Ce film est magnifique ! Et cette histoire une leçon de courage et de ténacité.
Et vive le cinéma indien !

Ded
06/03/2022 à 01:42

Du cinéma indien j'avoue ne connaître que Ritesh Batra pour son lumineux "Lunchbox" et mieux encore Satyajit Ray qui m'a happé avec "Le salon de musique", "Les joueurs d'échecs" et surtout l'éblouissant "Charulata (j'ai acquis le coffret récent reprenant ce dernier titre avec 5 autres merveilles que je vais découvrir !). Pas très attiré par "Bollywood", j'ai toujours évité ce genre maniéré, ondulant et kitsch mais le le rédacteur a si bien "vendu l'affaire"... Alors pourquoi pas ?!

Oh deal
05/03/2022 à 21:19

Incompatible avec la France malheureusement. Les goûts cinématographique des Français et des Indiens sont des des Némésis absolue, depuis au moins 40 ans.

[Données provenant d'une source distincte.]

use tilefuse::analysis::{AffineExpr, RowTileAnalysis, SymbolicTiling};
use tilefuse::hlo::{scalar_reducer, HloModule, Literal, Opcode, PrimitiveType, Shape};

fn softmax_module(rows: i64, row_len: i64) -> (HloModule, tilefuse::hlo::ComputationId) {
    let mut module = HloModule::new("softmax");
    let max = scalar_reducer(&mut module, "max", Opcode::Maximum);
    let mut b = module.builder("fused_softmax");
    let x = b.parameter(0, Shape::array(PrimitiveType::F32, &[rows, row_len]));
    let init = b.constant(Literal::Float(f64::NEG_INFINITY), PrimitiveType::F32);
    let row_max = b.reduce(x, init, &[1], max, Shape::array(PrimitiveType::F32, &[rows]));
    let spread = b.broadcast(row_max, Shape::array(PrimitiveType::F32, &[rows, row_len]), &[0]);
    let shifted = b.elementwise(Opcode::Subtract, &[x, spread]);
    let root = b.elementwise(Opcode::Exp, &[shifted]);
    let comp = b.finish(root);
    (module, comp)
}

#[test]
fn row_tiling_covers_every_reachable_node_once() {
    let (module, comp) = softmax_module(6, 100);
    let tiled = RowTileAnalysis::new(&module, comp)
        .compute_tiled_computation(&[1, 100])
        .expect("softmax should tile by rows");

    let nodes: Vec<_> = tiled.instructions.iter().map(|t| t.node).collect();
    assert_eq!(nodes.len(), 7);
    assert_eq!(*nodes.last().unwrap(), module.computation(comp).root);

    let param = &tiled.instructions[0];
    assert_eq!(module.node(param.node).opcode, Opcode::Parameter);
    assert_eq!(param.tile_sizes, vec![1, 100]);
    assert_eq!(param.tile_strides, vec![1, 1]);
    assert_eq!(param.tile_offsets[0].eval(4), 4);
    assert_eq!(param.tile_offsets[1], AffineExpr::Const(0));

    let reduce = tiled
        .instructions
        .iter()
        .find(|t| module.node(t.node).opcode == Opcode::Reduce)
        .unwrap();
    assert_eq!(reduce.tile_sizes, vec![1]);
    assert_eq!(reduce.operands.len(), 2);
}

#[test]
fn row_tiling_rejects_non_innermost_reductions() {
    let mut module = HloModule::new("m");
    let add = scalar_reducer(&mut module, "add", Opcode::Add);
    let mut b = module.builder("fused");
    let x = b.parameter(0, Shape::array(PrimitiveType::F32, &[8, 16]));
    let zero = b.constant(Literal::Float(0.0), PrimitiveType::F32);
    let root = b.reduce(x, zero, &[0], add, Shape::array(PrimitiveType::F32, &[16]));
    let comp = b.finish(root);

    let err = RowTileAnalysis::new(&module, comp)
        .compute_tiled_computation(&[16])
        .unwrap_err();
    assert!(err.contains("innermost"), "{err}");
}
use tilefuse::analysis::{TiledComputation, TiledId, TiledInstruction};
use tilefuse::hlo::{Node, Opcode};
use tilefuse::ir::{FuncBuilder, ValueId};

use super::elementwise::emit_elementwise;
use super::reduce::emit_reduce;
use super::scope::{emit_constant, first_operand, EmitContext, ValueEnv};
use crate::error::{EmitError, EmitResult};
use crate::ret_check;

/// Block dimensions of a tile: unit dimensions are dropped, the others are
/// padded to a power of two.
pub(crate) fn padded_tile_shape(tile_sizes: &[i64]) -> Vec<i64> {
    tile_sizes
        .iter()
        .filter(|&&size| size != 1)
        .map(|&size| (size as u64).next_power_of_two() as i64)
        .collect()
}

fn emit_tiled_broadcast(
    b: &mut FuncBuilder,
    tiled: &TiledComputation,
    instruction: &TiledInstruction,
    node: &Node,
    input: ValueId,
) -> EmitResult<ValueId> {
    let operand = instruction
        .operands
        .first()
        .map(|id| tiled.get(*id))
        .ok_or_else(|| EmitError::internal(format!("broadcast {} has no operand", node.name)))?;
    let dimensions = node
        .broadcast_dimensions()
        .ok_or_else(|| EmitError::internal(format!("broadcast {} has no dimensions", node.name)))?;

    let mut expanded = input;
    let mut expanded_idx = 0;
    let mut input_idx = 0;
    for (out_dim, &out_tile) in instruction.tile_sizes.iter().enumerate() {
        if dimensions.contains(&(out_dim as i64)) {
            let in_tile = operand.tile_sizes.get(input_idx).copied();
            ret_check!(
                in_tile == Some(out_tile),
                "broadcast {} changes the tile of dimension {out_dim}",
                node.name
            );
            input_idx += 1;
            if out_tile != 1 {
                expanded_idx += 1;
            }
        } else if out_tile != 1 {
            expanded = b.expand_dims(expanded, expanded_idx);
            expanded_idx += 1;
        }
    }
    Ok(b.broadcast(expanded, &padded_tile_shape(&instruction.tile_sizes)))
}

/// Emits a pre-tiled computation in def-before-use order.
///
/// `load_parameter` produces the tile of a parameter instruction. Returns the
/// value of the root instruction.
pub fn emit_tiled_scope<F>(
    b: &mut FuncBuilder,
    cx: &EmitContext<'_>,
    tiled: &TiledComputation,
    mut load_parameter: F,
    values: &mut ValueEnv<TiledId>,
) -> EmitResult<ValueId>
where
    F: FnMut(&mut FuncBuilder, &TiledInstruction) -> EmitResult<ValueId>,
{
    let root = tiled
        .root()
        .ok_or_else(|| EmitError::internal("tiled computation is empty"))?;

    for id in tiled.ids() {
        let instruction = tiled.get(id);
        let node = cx.module.node(instruction.node);
        let result = match node.opcode {
            Opcode::Parameter => load_parameter(b, instruction)?,
            Opcode::Constant if node.shape.is_effective_scalar() => {
                let constant = emit_constant(b, node)?;
                b.splat(constant, &[])
            }
            Opcode::Broadcast => {
                let input = first_operand(values, &instruction.operands, node)?;
                emit_tiled_broadcast(b, tiled, instruction, node, input)?
            }
            Opcode::Reduce => {
                let input = first_operand(values, &instruction.operands, node)?;
                emit_reduce(b, cx, node, input)?
            }
            Opcode::Transpose
            | Opcode::Slice
            | Opcode::Pad
            | Opcode::Bitcast
            | Opcode::Reshape => first_operand(values, &instruction.operands, node)?,
            opcode if opcode.is_elementwise() => {
                let inputs = instruction
                    .operands
                    .iter()
                    .map(|operand| values.require(*operand))
                    .collect::<EmitResult<Vec<_>>>()?;
                emit_elementwise(b, cx, node, &inputs)?
            }
            other => {
                return Err(EmitError::unsupported(format!(
                    "Unsupported opcode: {other}"
                )))
            }
        };
        values.insert(id, result)?;
        tracing::trace!(node = %node.name, tile = ?instruction.tile_sizes, "emitted tile");
    }
    values.require(root)
}

#[cfg(test)]
mod tests {
    use super::*;

    #[test]
    fn unit_dimensions_leave_the_block_shape() {
        assert_eq!(padded_tile_shape(&[1, 100]), vec![128]);
        assert_eq!(padded_tile_shape(&[4, 1, 17]), vec![4, 32]);
        assert!(padded_tile_shape(&[1, 1]).is_empty());
    }
}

Et il y en a même un des deux qui se permet régulièrement de prendre l'autre de haut, je vous laisse deviner lequel.

Mais c'est courageux de faire un article, c'est bien, ça change.


05/03/2022 à 20:53

Un film MAGNIFIQUE .... On est plongé dans le vie de cette femme incroyable ... Les plans sont propre, posés et puissant. Le jeu d'Alia Bhatt a vraiment été sublimé par Bhansali.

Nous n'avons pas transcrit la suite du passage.